February 13, 2020   6 mins

In the past year or so the word ‘Incel’ has become a ubiquitous online insult. Short for Involuntary Celibate, it was popularised by men who appropriated the label for themselves. The Incel community is overwhelmingly male (and growing) and to be an Incel (technically at least) is to have not had sex for six months or more.

As so the word has gradually crept into the vocabulary of every internet troll — partly I suspect because we still judge people by how much sex they have, or not in this case. We still view men who don’t have sex as failures in some way.

Incels are therefore an easy target. For men, calling someone an Incel implies something positive — a certain sexual abundance — about one’s own existence. For women it has begun to function as a putdown that ruthlessly dismisses unworthy suitors while simultaneously expelling them from the community of the good as misogynistic and creepy.
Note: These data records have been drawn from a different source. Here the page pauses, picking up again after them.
use ratatui::style::Color;
use serde::Deserialize;
use tracing::debug;

use super::store::ThemeSurface;
use super::ColorScheme;

/// All semantic color slots for the differ UI.
#[derive(Debug, Clone, PartialEq)]
pub struct Palette {
    pub scheme: ColorScheme,

    // General UI
    pub accent: Color,
    pub secondary: Color,
    pub text: Color,
    pub text_muted: Color,
    pub surface: Color,
    pub bar_bg: Color,
    pub selection_bg: Color,
    pub selection_inactive_bg: Color,

    // Diff
    pub diff_add_bg: Color,
    pub diff_del_bg: Color,
    pub diff_add_fg: Color,
    pub diff_del_fg: Color,
    pub diff_context_fg: Color,
    pub diff_hunk_header_fg: Color,
    pub cursor_line_bg: Color,

    // Status indicators
    pub success: Color,
    pub error: Color,
    pub warning: Color,
}

impl Palette {
    pub fn for_scheme(scheme: ColorScheme) -> Self {
        match scheme {
            ColorScheme::Light => light(),
            ColorScheme::Dark => dark(),
        }
    }
}

pub fn parse_hex_color(hex: &str) -> Option<Color> {
    let hex = hex.strip_prefix('#').unwrap_or(hex);
    if hex.len() != 6 {
        return None;
    }
    let r = u8::from_str_radix(&hex[0..2], 16).ok()?;
    let g = u8::from_str_radix(&hex[2..4], 16).ok()?;
    let b = u8::from_str_radix(&hex[4..6], 16).ok()?;
    Some(Color::Rgb(r, g, b))
}

// ── Serde-compatible override structs ─────────────────────────────

/// `[colors.light]` / `[colors.dark]` tables from config.toml.
#[derive(Debug, Deserialize, Default, Clone)]
pub struct PaletteOverrides {
    #[serde(default)]
    pub light: Option<ColorOverrides>,
    #[serde(default)]
    pub dark: Option<ColorOverrides>,
}

impl PaletteOverrides {
    fn for_scheme(&self, scheme: ColorScheme) -> Option<&ColorOverrides> {
        match scheme {
            ColorScheme::Light => self.light.as_ref(),
            ColorScheme::Dark => self.dark.as_ref(),
        }
    }
}

#[derive(Debug, Deserialize, Default, Clone)]
pub struct ColorOverrides {
    pub accent: Option<String>,
    pub secondary: Option<String>,
    pub text: Option<String>,
    pub text_muted: Option<String>,
    pub surface: Option<String>,
    pub bar_bg: Option<String>,
    pub selection_bg: Option<String>,
    pub selection_inactive_bg: Option<String>,
    pub diff_add_bg: Option<String>,
    pub diff_del_bg: Option<String>,
    pub diff_add_fg: Option<String>,
    pub diff_del_fg: Option<String>,
    pub diff_context_fg: Option<String>,
    pub diff_hunk_header_fg: Option<String>,
    pub cursor_line_bg: Option<String>,
    pub success: Option<String>,
    pub error: Option<String>,
    pub warning: Option<String>,
}

/// Overwrite palette slots with any valid hex colors from `overrides`.
/// Invalid hex strings are ignored.
pub fn apply_overrides(palette: &mut Palette, overrides: &ColorOverrides) {
    macro_rules! apply {
        ($($field:ident),* $(,)?) => {
            $(
                if let Some(ref hex) = overrides.$field {
                    if let Some(c) = parse_hex_color(hex) {
                        palette.$field = c;
                    }
                }
            )*
        };
    }
    apply!(
        accent,
        secondary,
        text,
        text_muted,
        surface,
        bar_bg,
        selection_bg,
        selection_inactive_bg,
        diff_add_bg,
        diff_del_bg,
        diff_add_fg,
        diff_del_fg,
        diff_context_fg,
        diff_hunk_header_fg,
        cursor_line_bg,
        success,
        error,
        warning,
    );
}

/// Terminal theme surface: applying a scheme swaps the active palette.
#[derive(Debug, Clone)]
pub struct PaletteSurface {
    palette: Palette,
    overrides: PaletteOverrides,
}

impl PaletteSurface {
    pub fn new(overrides: PaletteOverrides) -> Self {
        Self {
            palette: dark(),
            overrides,
        }
    }

    pub fn palette(&self) -> &Palette {
        &self.palette
    }
}

impl ThemeSurface for PaletteSurface {
    fn set_theme_attribute(&mut self, scheme: ColorScheme) {
        let mut palette = Palette::for_scheme(scheme);
        if let Some(overrides) = self.overrides.for_scheme(scheme) {
            apply_overrides(&mut palette, overrides);
        }
        self.palette = palette;
        debug!(data_theme = scheme.as_str(), "applied palette");
    }
}

// ── Built-in palettes ────────────────────────────────────────────

fn dark() -> Palette {
    Palette {
        scheme: ColorScheme::Dark,
        accent: Color::Cyan,
        secondary: Color::Magenta,
        text: Color::White,
        text_muted: Color::DarkGray,
        surface: Color::Rgb(30, 30, 30),
        bar_bg: Color::Rgb(30, 30, 30),
        selection_bg: Color::Rgb(40, 40, 50),
        selection_inactive_bg: Color::Rgb(35, 35, 45),
        diff_add_bg: Color::Rgb(0, 30, 0),
        diff_del_bg: Color::Rgb(40, 0, 0),
        diff_add_fg: Color::Green,
        diff_del_fg: Color::Red,
        diff_context_fg: Color::Rgb(171, 178, 191),
        diff_hunk_header_fg: Color::Magenta,
        cursor_line_bg: Color::Rgb(50, 50, 65),
        success: Color::Green,
        error: Color::Red,
        warning: Color::Yellow,
    }
}

fn light() -> Palette {
    Palette {
        scheme: ColorScheme::Light,
        accent: Color::Rgb(9, 105, 218),
        secondary: Color::Rgb(130, 80, 223),
        text: Color::Rgb(31, 35, 40),
        text_muted: Color::Rgb(101, 109, 118),
        surface: Color::Rgb(255, 255, 255),
        bar_bg: Color::Rgb(234, 238, 242),
        selection_bg: Color::Rgb(221, 244, 255),
        selection_inactive_bg: Color::Rgb(234, 238, 242),
        diff_add_bg: Color::Rgb(218, 251, 225),
        diff_del_bg: Color::Rgb(255, 235, 233),
        diff_add_fg: Color::Rgb(26, 127, 55),
        diff_del_fg: Color::Rgb(209, 36, 47),
        diff_context_fg: Color::Rgb(31, 35, 40),
        diff_hunk_header_fg: Color::Rgb(130, 80, 223),
        cursor_line_bg: Color::Rgb(255, 248, 197),
        success: Color::Rgb(26, 127, 55),
        error: Color::Rgb(209, 36, 47),
        warning: Color::Rgb(154, 103, 0),
    }
}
In the past decade there has been a three-fold increase in the number of men who have not had sex in the past year. In 2018 the Southern Poverty Law Centre added Incels to their ‘Hate Map’, describing them as “part of the online male supremacist eco-system”. Countless articles have appeared in the media equating inceldom with “toxic masculinity”, misogyny and violence. Most begin from the assumption that Incel ideology, so far as it exists, is a product of men’s domination over women. It is a backlash against feminism; the whingeing of men who have been taught by the tyrannical patriarchy to believe they are entitled to ownership of women’s bodies.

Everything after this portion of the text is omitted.